Renforcement des contrôles policiers
Sur le terrain, la gendarmerie mobile installe chaque week-end des points d’observation discrets entre Kintélé et Mandilou ; les patrouilles verbalisent sur-le-champ et imposent parfois un stage de rattrapage théorique.
Les amendes, comprises entre 10 000 et 30 000 FCFA, restent modestes, mais l’inscription dans le logiciel central « Lisanga Traffic » inquiète les chauffeurs professionnels, car trois infractions entraînent la suspension du permis pour six mois.
Formation et pédagogie renouvelées
Le gouvernement a également renforcé la formation initiale ; depuis janvier, chaque auto-école doit consacrer six heures au module « Positionnement routier et conscience spatiale », accompagné d’exercices sur simulateur financés par le Fonds routier.
Fabrice Mavoungou, instructeur à Makabana, observe déjà un changement : « En salle, les élèves challengent ceux qui veulent rester au centre. Sur piste, on débriefe chaque dérive. Le message passe mieux que par la peur de l’amende. »

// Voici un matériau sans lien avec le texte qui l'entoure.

impl<'a> ProtoStreamReader<'a> {
    pub(crate) fn new(ctx: &'a SerializationContext) -> Self {
        Self {
            ctx,
            contexts: Vec::new(),
            raw_depth: 0,
        }
    }

    /// Returns the serialization context this reader belongs to.
    pub fn serialization_context(&self) -> &'a SerializationContext {
        self.ctx
    }

    /// Returns the current nesting depth: open message contexts plus raw
    /// marshaller calls in progress.
    pub fn depth(&self) -> usize {
        self.contexts.len() + self.raw_depth
    }

    fn check_depth(&self) -> Result<()> {
        let max_depth = self.ctx.config().max_nesting_depth();
        if self.depth() >= max_depth {
            return Err(ProtoStreamError::MaxDepthExceeded(max_depth));
        }
        Ok(())
    }

    /// Counts a raw marshaller call towards the nesting depth.
    pub(crate) fn enter_raw(&mut self) -> Result<()> {
        self.check_depth()?;
        self.raw_depth += 1;
        Ok(())
    }

    pub(crate) fn exit_raw(&mut self) {
        self.raw_depth = self.raw_depth.saturating_sub(1);
    }

    pub(crate) fn push_context(
        &mut self,
        field: Option<&FieldDescriptor>,
        descriptor: Arc<MessageDescriptor>,
        input: &mut RawProtoStreamReader<'a>,
    ) -> Result<()> {
        self.check_depth()?;
        tracing::trace!(
            "reading {} for field {}",
            descriptor.full_name(),
            field.map_or("<top-level>", |f| f.full_name())
        );
        let context = ReadMessageContext::scan(descriptor, input)?;
        self.contexts.push(context);
        Ok(())
    }

    /// Closes the current message context, checking its required fields.
    pub(crate) fn pop_context(&mut self) -> Result<()> {
        let Some(context) = self.contexts.pop() else {
            return Ok(());
        };
        let missing = context
            .descriptor
            .required_fields()
            .find(|f| !context.fields.contains_key(&f.number()))
            .map(|f| f.full_name().to_string());
        match missing {
            Some(name) => Err(ProtoStreamError::required_missing(&name)),
            None => Ok(()),
        }
    }

    /// Unmarshalls a complete message body with `delegate`.
    pub(crate) fn unmarshall_detached(
        &mut self,
        delegate: &MarshallerDelegate,
        bytes: &'a [u8],
    ) -> Result<AnyValue> {
        let mut input = RawProtoStreamReader::new(bytes);
        delegate.unmarshall(None, self, &mut input)
    }

    /// Returns true if the named field occurs in the current message.
    pub fn has_field(&self, name: &str) -> bool {
        self.contexts
            .last()
            .and_then(|c| {
                c.descriptor
                    .field(name)
                    .map(|f| c.fields.contains_key(&f.number()))
            })
            .unwrap_or(false)
    }

    fn current(&self, name: &str) -> Result<&ReadMessageContext<'a>> {
        self.contexts.last().ok_or_else(|| no_message_context(name))
    }

    fn current_descriptor(&self, name: &str) -> Result<Arc<MessageDescriptor>> {
        self.current(name).map(|c| Arc::clone(&c.descriptor))
    }

    fn check_field_read(&mut self, field: &FieldDescriptor, repeated: bool) -> Result<()> {
        if field.is_repeated() != repeated {
            let message = if repeated {
                "only repeated fields can be read as a collection"
            } else {
                "repeated fields must be read with read_collection or read_array"
            };
            return Err(ProtoStreamError::wrong_cardinality(field.full_name(), message));
        }
        let log = self.ctx.config().log_out_of_sequence_reads();
        let context = self
            .contexts
            .last_mut()
            .ok_or_else(|| no_message_context(field.name()))?;
        let number = field.number();
        if !context.consumed.insert(number) {
            return Err(ProtoStreamError::DuplicateField {
                field: field.full_name().to_string(),
            });
        }
        if log && context.max_seen > number {
            tracing::warn!(
                "field {} was read out of sequence leading to sub-optimal performance",
                field.full_name()
            );
        }
        context.max_seen = context.max_seen.max(number);
        Ok(())
    }

    fn take_single(&mut self, field: &FieldDescriptor) -> Result<Option<FieldValue<'a>>> {
        self.check_field_read(field, false)?;
        let value = self
            .current(field.name())?
            .occurrences(field.number())
            .last()
            .copied();
        if value.is_none() && field.is_required() {
            return Err(ProtoStreamError::required_missing(field.full_name()));
        }
        Ok(value)
    }

    fn read_scalar<T: FromScalar>(&mut self, name: &str, kind: ScalarKind) -> Result<Option<T>> {
        let descriptor = self.current_descriptor(name)?;
        let field = resolve_field(&descriptor, name)?;
        check_kind(field, kind)?;
        let Some(raw) = self.take_single(field)? else {
            return Ok(None);
        };
        let value = decode_scalar(field, raw)?;
        T::from_scalar(value).map(Some).ok_or_else(|| {
            ProtoStreamError::type_mismatch(field.full_name(), "decoded value has the wrong kind")
        })
    }

    /// Reads an int32, uint32, sint32, fixed32 or sfixed32 field.
    pub fn read_int(&mut self, name: &str) -> Result<Option<i32>> {
        self.read_scalar(name, ScalarKind::Int)
    }

    /// Reads an int64, uint64, sint64, fixed64 or sfixed64 field.
    pub fn read_long(&mut self, name: &str) -> Result<Option<i64>> {
        self.read_scalar(name, ScalarKind::Long)
    }

    /// Reads a double field.
    pub fn read_double(&mut self, name: &str) -> Result<Option<f64>> {
        self.read_scalar(name, ScalarKind::Double)
    }

    /// Reads a float field.
    pub fn read_float(&mut self, name: &str) -> Result<Option<f32>> {
        self.read_scalar(name, ScalarKind::Float)
    }

    /// Reads a bool field.
    pub fn read_bool(&mut self, name: &str) -> Result<Option<bool>> {
        self.read_scalar(name, ScalarKind::Bool)
    }

    /// Reads a string field.
    pub fn read_string(&mut self, name: &str) -> Result<Option<String>> {
        self.read_scalar(name, ScalarKind::String)
    }

    /// Reads a bytes field.
    pub fn read_bytes(&mut self, name: &str) -> Result<Option<Vec<u8>>> {
        self.read_scalar(name, ScalarKind::Bytes)
    }

    /// Reads a timestamp stored as milliseconds since the Unix epoch.
    pub fn read_date(&mut self, name: &str) -> Result<Option<SystemTime>> {
        let Some(millis) = self.read_long(name)? else {
            return Ok(None);
        };
        let descriptor = self.current_descriptor(name)?;
        let field = resolve_field(&descriptor, name)?;
        from_epoch_millis(field, millis).map(Some)
    }

    /// Reads a message, group or enum value.
    ///
    /// An enum number unknown to the marshaller reads as `None` and is
    /// logged.
    pub fn read_object<T: Any + Send>(&mut self, name: &str) -> Result<Option<T>> {
        let descriptor = self.current_descriptor(name)?;
        let field = resolve_field(&descriptor, name)?;
        let delegate = object_delegate::<T>(self.ctx, field)?;
        let Some(raw) = self.take_single(field)? else {
            return Ok(None);
        };
        match self.read_nested(field, &delegate, raw)? {
            Some(value) => downcast_value(field, value).map(Some),
            None => Ok(None),
        }
    }

    /// Reads an enum value. The field must be declared as an enum.
    pub fn read_enum<T: Any + Send>(&mut self, name: &str) -> Result<Option<T>> {
        let descriptor = self.current_descriptor(name)?;
        check_enum_field(resolve_field(&descriptor, name)?)?;
        self.read_object(name)
    }

    /// Reads every occurrence of a repeated field, in wire order.
    ///
    /// Packed encodings of numeric, bool and enum fields are accepted.
    /// Unknown enum numbers are skipped.
    pub fn read_collection<T: Any + Send>(&mut self, name: &str) -> Result<Vec<T>> {
        let descriptor = self.current_descriptor(name)?;
        let field = resolve_field(&descriptor, name)?;
        self.check_field_read(field, true)?;
        let occurrences = unpack(field, self.current(name)?.occurrences(field.number()))?;

        let mut values = Vec::with_capacity(occurrences.len());
        match field.field_type() {
            Type::Message | Type::Group | Type::Enum => {
                let delegate = object_delegate::<T>(self.ctx, field)?;
                for raw in occurrences {
                    if let Some(value) = self.read_nested(field, &delegate, raw)? {
                        values.push(downcast_value(field, value)?);
                    }
                }
            }
            _ => {
                for raw in occurrences {
                    values.push(downcast_value(field, decode_scalar(field, raw)?.into_any())?);
                }
            }
        }
        Ok(values)
    }

    /// Reads every occurrence of a repeated field into a boxed slice.
    pub fn read_array<T: Any + Send>(&mut self, name: &str) -> Result<Box<[T]>> {
        self.read_collection(name).map(Vec::into_boxed_slice)
    }

    fn read_nested(
        &mut self,
        field: &FieldDescriptor,
        delegate: &MarshallerDelegate,
        raw: FieldValue<'a>,
    ) -> Result<Option<AnyValue>> {
        match (field.field_type(), raw) {
            (Type::Message, FieldValue::LengthDelimited(bytes))
            | (Type::Group, FieldValue::Group(bytes)) => {
                let mut input = RawProtoStreamReader::new(bytes);
                delegate.unmarshall(Some(field), self, &mut input).map(Some)
            }
            (Type::Enum, FieldValue::Varint(v)) => {
                let number = v as i32;
                let value = delegate.decode_enum(field.full_name(), number)?;
                if value.is_none() {
                    tracing::warn!(
                        "unknown value {} for enum field {}",
                        number,
                        field.full_name()
                    );
                }
                Ok(value)
            }
            (declared, raw) => Err(wire_mismatch(field, declared, raw)),
        }
    }
}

Soutien des associations et infrastructures
Les associations de victimes, sans esprit vindicatif, soutiennent ce virage pédagogique et réclament l’installation de panneaux rappelant l’obligation de se rabattre, surtout aux abords des aires de repos et des zones scolaires.
Parallèlement, le Programme national de modernisation des routes accélère le marquage au sol réfléchissant, visible la nuit, afin que la file de droite paraisse plus évidente et rassure les conducteurs hésitants.
Radars intelligents et application numérique
Les techniciens vantent par ailleurs la future mise en service de radars intelligents capables de détecter la position latérale des véhicules ; les PV seraient envoyés automatiquement via SMS, désengorgeant les tribunaux des contraventions.
À terme, la stratégie gouvernementale vise surtout à faire évoluer la culture routière : passer d’une logique de tolérance tacite à une norme partagée où l’alignement à droite devient un réflexe citoyen, comme boucler sa ceinture.
Responsabilité individuelle primordiale
D’ici là, les automobilistes restent les premiers acteurs de leur sécurité ; en gardant leur couloir, ils gagnent parfois quelques minutes, mais surtout des années de vie, leur propre existence valant plus qu’une précieuse place au centre.
Premiers indicateurs encourageants
Les assureurs observent déjà l’évolution des sinistres ; selon la société nationale AssurRoute, les déclarations pour collisions latérales ont chuté de 8 % au premier semestre, une tendance encourageante qu’il faudra confirmer sur la durée.
Recherche scientifique et modélisation
Les universitaires du Laboratoire d’ingénierie des transports de l’USTM planchent de leur côté sur un modèle de simulation avancé qui pourrait prédire l’impact d’un alignement généralisé à droite sur la fluidité et la consommation réelle de carburant.
Brazzaville, futur exemple régional
Si l’expérimentation s’avère concluante, Brazzaville pourrait devenir un cas d’école régional, démontrant qu’une politique mêlant pédagogie, infrastructures et contrôle intelligent suffit à changer durablement une habitude ancrée chez les conducteurs congolais aujourd’hui.